YOUR ASSIGNMENT
Would you copy each line of the records that includes the word "other"?
Segment Start: EXTRACTED ENTRIES
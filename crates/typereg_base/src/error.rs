use std::error::Error as StdError;
use std::fmt;
use std::path::PathBuf;

use tracing_error::{SpanTrace, SpanTraceStatus};

/* 📖 # Why a custom error type and not use anyhow/eyre/thiserror etc?

- Better control over error handling
- No dependencies to compile and integrate
- More transparency into error handling logic
- The HTTP facade needs to pattern match on upstream failures to build its 400 message
 */

/// Error variants that can occur in type registry operations.
/// Each variant represents a specific error category with its associated context.
#[derive(Debug)]
pub enum ErrorKind {
    /// File system operation failed
    FileError {
        path: PathBuf,
        source: std::io::Error,
    },

    /// The remote format source answered with a status other than 200
    UpstreamStatus { url: String, status: u16 },

    /// The remote format source could not be reached or its body could not be used
    UpstreamTransport { url: String, message: String },

    /// A configuration value is missing or invalid
    Config { key: String, message: String },

    /// Catch-all for other errors with a message
    Message { message: String },
}

impl fmt::Display for ErrorKind {
    fn fmt(&self, f: &mut fmt::Formatter<'_>) -> fmt::Result {
        match self {
            ErrorKind::FileError { path, source } => {
                write!(f, "File error at {}: {}", path.display(), source)
            }
            ErrorKind::UpstreamStatus { url, status } => {
                write!(f, "Response status code '{}' from '{}'", status, url)
            }
            ErrorKind::UpstreamTransport { url, message } => {
                write!(f, "Request to '{}' failed: {}", url, message)
            }
            ErrorKind::Config { key, message } => {
                write!(f, "Invalid configuration for '{}': {}", key, message)
            }
            ErrorKind::Message { message } => write!(f, "{}", message),
        }
    }
}

/* 📖 # Why separate ErrorKind and TypeRegError?
ErrorKind holds the structural variant, TypeRegError adds the runtime context that
accumulates while the error propagates: context strings and the span trace of where
it was created. Callers match on `kind()`, everything else is
for humans reading logs.
*/

/// Error type wrapping an [`ErrorKind`] with context and a span trace.
pub struct TypeRegError {
    kind: ErrorKind,
    context: Vec<String>,
    span_trace: SpanTrace,
}

impl TypeRegError {
    /// Creates a new error from an ErrorKind, capturing the current span trace.
    pub fn new(kind: ErrorKind) -> Self {
        Self {
            kind,
            context: vec![],
            span_trace: SpanTrace::capture(),
        }
    }

    /// Creates a catch-all message error.
    pub fn message(message: impl Into<String>) -> Self {
        Self::new(ErrorKind::Message {
            message: message.into(),
        })
    }

    /// Attaches context to an error.
    pub fn context(mut self, context: impl Into<String>) -> Self {
        self.context.push(context.into());
        self
    }

    /// Attaches context using lazy evaluation.
    pub fn with_context<F>(mut self, f: F) -> Self
    where
        F: FnOnce() -> String,
    {
        self.context.push(f());
        self
    }

    /// Returns a reference to the underlying ErrorKind.
    pub fn kind(&self) -> &ErrorKind {
        &self.kind
    }

    /// Returns the attached context strings, oldest first.
    pub fn get_context(&self) -> &[String] {
        &self.context
    }

    fn fmt_tree(&self, f: &mut fmt::Formatter<'_>) -> fmt::Result {
        writeln!(f, "{}", self.kind)?;
        let total = self.context.len();
        for (index, ctx) in self.context.iter().enumerate() {
            let branch = if index + 1 == total { "└─" } else { "├─" };
            writeln!(f, "{} {}", branch, ctx)?;
        }
        Ok(())
    }
}

impl From<ErrorKind> for TypeRegError {
    fn from(kind: ErrorKind) -> Self {
        Self::new(kind)
    }
}

impl StdError for TypeRegError {
    fn source(&self) -> Option<&(dyn StdError + 'static)> {
        match &self.kind {
            ErrorKind::FileError { source, .. } => Some(source),
            ErrorKind::UpstreamStatus { .. }
            | ErrorKind::UpstreamTransport { .. }
            | ErrorKind::Config { .. }
            | ErrorKind::Message { .. } => None,
        }
    }
}

impl fmt::Display for TypeRegError {
    fn fmt(&self, f: &mut fmt::Formatter<'_>) -> fmt::Result {
        for ctx in &self.context {
            write!(f, "{}: ", ctx)?;
        }
        write!(f, "{}", self.kind)
    }
}

impl fmt::Debug for TypeRegError {
    fn fmt(&self, f: &mut fmt::Formatter<'_>) -> fmt::Result {
        self.fmt_tree(f)?;
        if self.span_trace.status() == SpanTraceStatus::CAPTURED {
            writeln!(f, "Trace: {}", self.span_trace)?;
        }
        Ok(())
    }
}

/* 📖 # Why use Box<TypeRegError> in the result type?

Boxing the error reduces the size of the result type, making it more efficient to return in the common case.

*/

/// Standard result type for type registry operations.
pub type TypeRegResult<T> = std::result::Result<T, Box<TypeRegError>>;

/// Extension trait for attaching context to Results.
pub trait ResultExt<T> {
    /// Attaches context to an error. Eager evaluation.
    fn context(self, context: impl Into<String>) -> TypeRegResult<T>;

    /// Attaches context using lazy evaluation.
    /// Prefer this to avoid string formatting in the success path.
    fn with_context<F>(self, f: F) -> TypeRegResult<T>
    where
        F: FnOnce() -> String;
}

impl<T> ResultExt<T> for TypeRegResult<T> {
    fn context(self, context: impl Into<String>) -> TypeRegResult<T> {
        self.map_err(|err| Box::new((*err).context(context)))
    }

    fn with_context<F>(self, f: F) -> TypeRegResult<T>
    where
        F: FnOnce() -> String,
    {
        self.map_err(|err| Box::new((*err).with_context(f)))
    }
}

/// Builds a boxed message error from a format string.
#[macro_export]
macro_rules! err {
    ($($arg:tt)*) => {
        Box::new($crate::error::TypeRegError::message(format!($($arg)*)))
    };
}

/// Returns early with a boxed message error built from a format string.
#[macro_export]
macro_rules! bail {
    ($($arg:tt)*) => {
        return Err($crate::err!($($arg)*))
    };
}
/* 📖 # Why a separate startup phase?

The service must not accept requests before the format document has been fetched once.
`start_service` does the fetch first and only then binds the listening socket, so a
failing format source means no server at all. The caller decides what happens next;
the binary logs the error and exits.
*/

use std::sync::Arc;

use tracing::info;

use typereg_base::pal::http::{HttpServerConfig, HttpServerHandle};
use typereg_base::{PalHandle, ResultExt, TypeRegResult};

use crate::api::{ApiService, ServiceInfo};
use crate::auth::StaticApiKey;
use crate::cache::{FormatCache, FormatSource};
use crate::settings::Settings;

/// A service that is accepting requests.
#[derive(Debug, Clone)]
pub struct RunningService {
    pub handle: HttpServerHandle,
    pub cache: FormatCache,
}

/// Fetch the format document, then start the HTTP server.
pub fn start_service(
    pal: PalHandle,
    settings: &Settings,
    version: &str,
) -> TypeRegResult<RunningService> {
    let source = FormatSource::new(
        pal.clone(),
        settings.dans_formats_url.clone(),
        settings.fetch_timeout,
    );
    let cache = FormatCache::load(source, version)
        .context("Failed to load the initial format document")?;
    info!(
        types = ?cache.get().document.type_names(),
        "available format types"
    );

    let info = ServiceInfo::new(settings.service_name.clone(), version)
        .with_title(settings.title.clone())
        .with_description(settings.description.clone());
    let service = ApiService::new(
        cache.clone(),
        Arc::new(StaticApiKey::new(settings.api_key.clone())),
        info,
    );

    let config = HttpServerConfig::new(settings.host.clone())
        .with_port(settings.port)
        .with_server_name(settings.service_name.clone());
    let handle = pal
        .start_http_server(Box::new(service), config)
        .context("Failed to start the HTTP server")?;
    info!(
        address = %handle.address(&settings.host),
        environment = %settings.environment,
        "service started"
    );

    Ok(RunningService { handle, cache })
}

#[cfg(test)]
mod tests {
    use super::*;
    use std::collections::HashMap;

    use typereg_base::error::ErrorKind;
    use typereg_base::pal::http::{HttpMethod, HttpRequest};
    use typereg_base::{FilePath, MockPal};

    use crate::settings::load_settings;

    const URL: &str = "https://formats.test/dans-formats.json";

    fn settings_for(mock: &MockPal) -> Settings {
        mock.add_file(
            FilePath::from("conf/settings.toml"),
            format!(
                "[default]\ndans_formats_url = \"{}\"\napi_key = \"s3cret\"\nport = 8123\n",
                URL
            )
            .into_bytes(),
        );
        load_settings(mock, &HashMap::new()).unwrap()
    }

    #[test]
    fn test_start_service_serves_on_configured_port() {
        let mock = MockPal::new();
        mock.set_url_response(URL, 200, r#"{"formats":[{"type":"Text","format":[{"file-extension":"txt"}]}]}"#);
        let settings = settings_for(&mock);

        let running = start_service(PalHandle::new(mock.clone()), &settings, "0.1.0").unwrap();
        assert_eq!(running.handle.port(), 8123);
        assert_eq!(mock.http_server_count(), 1);

        let response = mock
            .simulate_request(8123, HttpRequest::new(HttpMethod::Get, "/type/txt"))
            .unwrap();
        assert_eq!(
            response.body().as_string().unwrap(),
            r#"{"checked":"txt","accepted":true}"#
        );
    }

    #[test]
    fn test_start_service_fails_without_document() {
        let mock = MockPal::new();
        mock.set_url_response(URL, 500, "");
        let settings = settings_for(&mock);

        let err = start_service(PalHandle::new(mock.clone()), &settings, "0.1.0").unwrap_err();
        assert!(matches!(err.kind(), ErrorKind::UpstreamStatus { status: 500, .. }));
        assert_eq!(
            err.get_context(),
            ["Failed to load the initial format document".to_string()]
        );
        assert_eq!(mock.http_server_count(), 0);
    }
}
Segment End: EXTRACTED ENTRIES
WRITTEN SOLUTION
    /// The remote format source answered with a status other than 200
    /// Catch-all for other errors with a message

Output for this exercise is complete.